Amount raised Thursday by the Sault Ste. Marie offices of the Canadian Red Cross for Asian tsunami relief: $16,360.

Grand total raised here since the December 26 disaster: $164,232.

******************** How you can help #1

Buy a ticket to the tsunami benefit concert Hands Across The Oceans being organized by students from the Algoma District School Board. It's at Kiwanis Community Theatre (White Pines) on Friday, January 14 and will feature Korah’s Mustang Sally (shown) and many other vocal, instrumental and choreographed numbers by students from area schools. Tickets are $10 and all proceeds go to Red Cross, UNICEF and World Vision tsunami relief operations. Tickets will be sold Monday through Wednesday at all of Algoma's public high schools, and also at the board offices at 644 Albert Street East in Sault Ste. Marie during regular business hours (8:30 a.m. to 4:30 p.m.). Unsold tickets will be available at the door the night of the concert.

How you can help #2

Drop in over the weekend to the Red Cross offices at 105 Allard Street. They're keeping special weekend hours, opening 11 a.m. to 3 p.m. both Saturday and Sunday.

How you can help #3

Drop over to the Red Cross table at Station Mall. It will be staffed from 11 a.m. to 4 p.m. both Saturday and Sunday.

How you can help #4

Attend the Comedics and Reptiles benefit concert on Saturday, January 15 at the Best Western on Great Northern Road in Sault Ste. Marie. Tickets are $25. All proceeds to the Canadian Red Cross Asian Relief Fund.

******************** Could a tsunami happen here?

This week, the popular website HowStuffWorks.com introduced a new feature explaining tsunamis, walls of water up tp 10.5 metres high that can travel faster than a commercial jet.

Most tsunamis are caused by underwater earthquakes.

Many, many years ago, giant earthquakes are said to have played a role in the formation of Lake Superior.

Could a tsunami ever happen here?

"Highly unlikely," says Steve Colman, director of the Large Lakes Observatory at the University of Minnesota's Duluth campus.

First, Colman says, earthquakes are largely a thing of the past in this area. There are no longer major faults under the lake, and the area is remarkably stable.

"We do have little-bittly earthquakes in the lake," Colman tells the Budgeteer News in Duluth, "but even the most stable areas have those."

Another reason we don't have to worry about tsunamis is the depth of Lake Superior - 489 feet on average, compared to 11,000 feet for the Indian Ocean.

If you're determined to worry about big waves on Lake Superior, Colman says, then worry about a seiche.

Pronounced 'SAY- sh', a seiche happens when winds blow steadily across the lake in the same direction, then stop, causing an excessive amount of water to stack up at one end of the lake.

To read more of Colman's comments in the Budgeteer News, please click here.

********************** How much of the money actually goes to tsunami relief?

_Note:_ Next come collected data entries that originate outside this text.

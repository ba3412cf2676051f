use std::collections::HashSet;
use std::path::{Path, PathBuf};
use std::sync::atomic::{AtomicBool, Ordering};
use std::sync::Arc;

use common::{path_key, Fingerprint, ScanError, ScanErrorKind};
use library::{
    classify, find_duplicates_where, fingerprint_file, Catalog, FileChange, LibraryError,
    WalkEntry, Walker,
};
use metadata::TrackMetadata;
use tokio::sync::{mpsc, Semaphore};
use tokio::task::JoinError;
use tracing::{debug, info, warn};

use crate::config::ScanSettings;
use crate::state::{FileOutcome, ScanLifecycle, ScanOutcome};

const WALK_BUFFER: usize = 256;

/// Blocking threads one service may hold for file probes, counting probes
/// abandoned after a timeout. Files beyond the limit fail without being read.
pub(crate) const MAX_PROBE_THREADS: usize = 4;

/// Everything one run needs, detached from the service.
pub(crate) struct ScanJob {
    pub catalog: Catalog,
    pub settings: ScanSettings,
    pub lifecycle: Arc<ScanLifecycle>,
    pub cancel: Arc<AtomicBool>,
    pub probes: Arc<Semaphore>,
}

#[derive(Debug)]
pub enum EngineError {
    Catalog(LibraryError),
    Join(JoinError),
}

impl std::fmt::Display for EngineError {
    fn fmt(&self, f: &mut std::fmt::Formatter<'_>) -> std::fmt::Result {
        match self {
            EngineError::Catalog(err) => write!(f, "catalog error: {}", err),
            EngineError::Join(err) => write!(f, "worker error: {}", err),
        }
    }
}

impl std::error::Error for EngineError {}

impl From<LibraryError> for EngineError {
    fn from(err: LibraryError) -> Self {
        EngineError::Catalog(err)
    }
}

impl From<JoinError> for EngineError {
    fn from(err: JoinError) -> Self {
        EngineError::Join(err)
    }
}

enum Probe {
    Unchanged,
    Extracted {
        fingerprint: Fingerprint,
        metadata: TrackMetadata,
    },
    Failed(ScanError),
}

pub(crate) async fn run_scan(job: &ScanJob) -> ScanOutcome {
    match scan(job).await {
        Ok(outcome) => outcome,
        Err(err) => {
            warn!("Scan failed: {}", err);
            ScanOutcome::Failed(err.to_string())
        }
    }
}

async fn scan(job: &ScanJob) -> Result<ScanOutcome, EngineError> {
    let settings = &job.settings;
    let walker = Walker::new(&settings.roots, &settings.extensions, settings.recursive);

    let counter = walker.clone();
    let total = tokio::task::spawn_blocking(move || counter.count_files()).await?;
    job.lifecycle.set_files_to_scan(total);
    info!(
        "Scanning {} files under {} roots",
        total,
        walker.roots().len()
    );

    let (tx, mut rx) = mpsc::channel::<WalkEntry>(WALK_BUFFER);
    let walk_cancel = Arc::clone(&job.cancel);
    let producer = tokio::task::spawn_blocking(move || {
        for entry in walker.entries() {
            if walk_cancel.load(Ordering::Relaxed) {
                break;
            }
            if tx.blocking_send(entry).is_err() {
                break;
            }
        }
    });

    let mut observed: HashSet<String> = HashSet::new();
    while let Some(entry) = rx.recv().await {
        if job.cancel.load(Ordering::Relaxed) {
            break;
        }
        match entry {
            WalkEntry::Skipped { path, error } => {
                debug!("Skipped {:?}: {}", path, error);
                job.lifecycle.skipped_directory();
            }
            WalkEntry::File(path) => {
                let key = path_key(&path);
                observed.insert(key.clone());
                let outcome = process_file(job, path, key).await?;
                job.lifecycle.file_processed(outcome);
            }
        }
    }
    drop(rx);
    producer.await?;

    if job.cancel.load(Ordering::Relaxed) {
        info!("Scan cancelled after {} files", observed.len());
        return Ok(ScanOutcome::Cancelled);
    }

    // Rows of files gone since the last run are still cataloged during the sweep.
    let observed = Arc::new(observed);
    let catalog = job.catalog.clone();
    let seen = Arc::clone(&observed);
    let duplicates = tokio::task::spawn_blocking(move || {
        find_duplicates_where(&catalog, |path| seen.contains(path))
    })
    .await??;
    job.lifecycle.record_duplicates(duplicates);

    let catalog = job.catalog.clone();
    let removed = tokio::task::spawn_blocking(move || catalog.remove_missing(&observed)).await??;
    job.lifecycle.record_deletions(removed);

    Ok(ScanOutcome::Completed)
}

async fn process_file(
    job: &ScanJob,
    path: PathBuf,
    key: String,
) -> Result<FileOutcome, EngineError> {
    let probe = match Arc::clone(&job.probes).try_acquire_owned() {
        Ok(permit) => {
            let catalog = job.catalog.clone();
            let probe_key = key.clone();
            let probe_path = path.clone();
            let probe = tokio::task::spawn_blocking(move || {
                let _permit = permit;
                probe_file(&catalog, &probe_path, &probe_key)
            });

            let timeout = job.settings.file_timeout;
            match tokio::time::timeout(timeout, probe).await {
                Ok(joined) => settle_probe(joined, &key)?,
                Err(_) => {
                    warn!("Gave up on {:?} after {}s", path, timeout.as_secs());
                    Probe::Failed(read_error(
                        &key,
                        format!("timed out after {}s", timeout.as_secs()),
                    ))
                }
            }
        }
        Err(_) => {
            warn!("No probe thread free for {:?}", path);
            Probe::Failed(read_error(&key, "too many stalled reads".to_string()))
        }
    };

    let catalog = job.catalog.clone();
    match probe {
        Probe::Unchanged => Ok(FileOutcome::Unchanged),
        Probe::Extracted {
            fingerprint,
            metadata,
        } => {
            let outcome = tokio::task::spawn_blocking(move || {
                catalog.upsert_track(&key, &fingerprint, &metadata)
            })
            .await??;
            Ok(match outcome {
                library::UpsertOutcome::Added => FileOutcome::Added,
                library::UpsertOutcome::Updated => FileOutcome::Updated,
            })
        }
        Probe::Failed(error) => {
            warn!("{} - {}", error.path, error.kind);
            // A failed file must not keep a stale row.
            tokio::task::spawn_blocking(move || catalog.remove_track(&key)).await??;
            Ok(FileOutcome::Failed(error))
        }
    }
}

/// A panicking probe fails its file only. Catalog errors still end the run.
fn settle_probe(
    joined: Result<Result<Probe, LibraryError>, JoinError>,
    key: &str,
) -> Result<Probe, EngineError> {
    match joined {
        Ok(probe) => Ok(probe?),
        Err(err) if err.is_panic() => {
            let detail = panic_message(err);
            warn!("Probe of {} panicked: {}", key, detail);
            Ok(Probe::Failed(ScanError {
                path: key.to_string(),
                kind: ScanErrorKind::CannotParseFile,
                system_error: Some(detail),
            }))
        }
        Err(err) => Err(err.into()),
    }
}

fn panic_message(err: JoinError) -> String {
    let payload = match err.try_into_panic() {
        Ok(payload) => payload,
        Err(err) => return err.to_string(),
    };
    if let Some(message) = payload.downcast_ref::<&str>() {
        return format!("panicked: {}", message);
    }
    match payload.downcast_ref::<String>() {
        Some(message) => format!("panicked: {}", message),
        None => "panicked".to_string(),
    }
}

fn read_error(key: &str, detail: String) -> ScanError {
    ScanError {
        path: key.to_string(),
        kind: ScanErrorKind::CannotReadFile,
        system_error: Some(detail),
    }
}

/// Read-only: fingerprint, compare with the catalog, extract tags when needed.
fn probe_file(catalog: &Catalog, path: &Path, key: &str) -> Result<Probe, LibraryError> {
    let fingerprint = match fingerprint_file(path) {
        Ok(fingerprint) => fingerprint,
        Err(err) => return Ok(Probe::Failed(read_error(key, err.to_string()))),
    };

    let stored = catalog.stored_fingerprint(key)?;
    let change = classify(stored.as_ref(), &fingerprint);
    if change == FileChange::Unchanged {
        return Ok(Probe::Unchanged);
    }
    debug!("{:?} {}", change, key);

    match metadata::extract(path) {
        Ok(metadata) => Ok(Probe::Extracted {
            fingerprint,
            metadata,
        }),
        Err(err) => Ok(Probe::Failed(ScanError {
            path: key.to_string(),
            kind: err.kind,
            system_error: err.system_error,
        })),
    }
}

SooToday.com asked Diane Lajambe, district branch manager at the Sault offices of the Canadian Red Cross, how much of the money being raised here will actually get to victims of the Asian tsunami.

Here's her response:

"Regarding the question of where the money goes: Our international relief operation management and administrative costs usually run at 15 percent. However, due to the generous donations and the magnitude of the response from the Canadian public, our management and administrative costs are being driven down. We know that our administrative costs will be less than 10 percent. The Canadian Red Cross prides itself on our transparent management of publicly donated funds. There are real management and administrative costs associated with an operation of this magnitude.

As we do for all major appeals, the Canadian Red Cross has set up a special trust fund for the Asia Earthquake and Tsunami Relief Appeal. As part of good financial governance, we will also be conducting an annual independent audit of the trust funds revenues and expenditures to be better inform our donors and partners.

If anyone has any questions about how the money is spent, what it buys, etc., please contact the branch."